=== To do ===
Search the entries for the word "Some" and copy each line that has it.

══════════

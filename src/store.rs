//! In-memory item store.
//!
//! Records live in a map keyed by id; a separate sequence of ids keeps
//! insertion order for listing. Both structures always hold the same ids.

use std::collections::HashMap;

use serde_json::{Map, Value};
use thiserror::Error;

use crate::models::Item;

#[derive(Error, Debug, Clone, PartialEq)]
pub enum StoreError {
    #[error("Item with this ID already exists")]
    Conflict { id: i64 },

    #[error("Item not found")]
    NotFound { id: i64 },

    #[error("invalid value for field '{field}': {reason}")]
    InvalidField { field: String, reason: String },
}

#[derive(Debug, Default, Clone)]
pub struct ItemStore {
    records: HashMap<i64, Item>,
    order: Vec<i64>,
}

impl ItemStore {
    pub fn new() -> Self {
        Self::default()
    }

    /// Store pre-filled with the three demo items served at startup.
    pub fn seeded() -> Self {
        let mut store = Self::new();
        let demo = [
            (1, "Pencil", 10.0, false),
            (2, "Notebook", 20.0, true),
            (3, "Bookmark", 30.0, false),
        ];
        for (id, name, price, on_offer) in demo {
            store.records.insert(
                id,
                Item {
                    id,
                    name: name.to_string(),
                    description: Some(format!("Description {id}")),
                    price,
                    on_offer,
                },
            );
            store.order.push(id);
        }
        store
    }

    pub fn len(&self) -> usize {
        self.order.len()
    }

    pub fn is_empty(&self) -> bool {
        self.order.is_empty()
    }

    pub fn create(&mut self, item: Item) -> Result<Item, StoreError> {
        if self.records.contains_key(&item.id) {
            return Err(StoreError::Conflict { id: item.id });
        }
        self.order.push(item.id);
        self.records.insert(item.id, item.clone());
        Ok(item)
    }

    pub fn list(&self, skip: usize, limit: usize) -> Vec<Item> {
        self.order
            .iter()
            .skip(skip)
            .take(limit)
            .filter_map(|id| self.records.get(id))
            .cloned()
            .collect()
    }

    pub fn get(&self, id: i64) -> Result<&Item, StoreError> {
        self.records.get(&id).ok_or(StoreError::NotFound { id })
    }

    /// Overwrites the record at `id` with `item` verbatim, including its id.
    pub fn replace(&mut self, id: i64, item: Item) -> Result<Item, StoreError> {
        self.get(id)?;
        self.overwrite(id, item)
    }

    /// Applies every recognised attribute in `fields` to the record at `id`.
    ///
    /// Unknown keys are ignored. The update is all-or-nothing: a value of the
    /// wrong type for a known attribute leaves the record untouched.
    pub fn patch(&mut self, id: i64, fields: &Map<String, Value>) -> Result<Item, StoreError> {
        let updated = apply_fields(self.get(id)?.clone(), fields)?;
        self.overwrite(id, updated)
    }

    pub fn delete(&mut self, id: i64) -> Result<Item, StoreError> {
        let removed = self
            .records
            .remove(&id)
            .ok_or(StoreError::NotFound { id })?;
        self.order.retain(|existing| *existing != id);
        Ok(removed)
    }

    // Caller has already checked that `id` is present.
    fn overwrite(&mut self, id: i64, item: Item) -> Result<Item, StoreError> {
        if item.id != id {
            if self.records.contains_key(&item.id) {
                return Err(StoreError::Conflict { id: item.id });
            }
            self.records.remove(&id);
            if let Some(slot) = self.order.iter_mut().find(|slot| **slot == id) {
                *slot = item.id;
            }
        }
        self.records.insert(item.id, item.clone());
        Ok(item)
    }
}

fn apply_fields(mut item: Item, fields: &Map<String, Value>) -> Result<Item, StoreError> {
    for (key, value) in fields {
        match key.as_str() {
            "id" => item.id = value.as_i64().ok_or_else(|| invalid(key, "expected an integer"))?,
            "name" => {
                item.name = value
                    .as_str()
                    .ok_or_else(|| invalid(key, "expected a string"))?
                    .to_string()
            }
            "description" => {
                item.description = match value {
                    Value::Null => None,
                    Value::String(text) => Some(text.clone()),
                    _ => return Err(invalid(key, "expected a string or null")),
                }
            }
            "price" => item.price = value.as_f64().ok_or_else(|| invalid(key, "expected a number"))?,
            "on_offer" => {
                item.on_offer = value.as_bool().ok_or_else(|| invalid(key, "expected a boolean"))?
            }
            _ => tracing::debug!(field = %key, "Ignoring unknown item field"),
        }
    }
    Ok(item)
}

fn invalid(field: &str, reason: &str) -> StoreError {
    StoreError::InvalidField {
        field: field.to_string(),
        reason: reason.to_string(),
    }
}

══════════

=== Result of this exercise ===
                    description: Some(format!("Description {id}")),
            if let Some(slot) = self.order.iter_mut().find(|slot| **slot == id) {
                    Value::String(text) => Some(text.clone()),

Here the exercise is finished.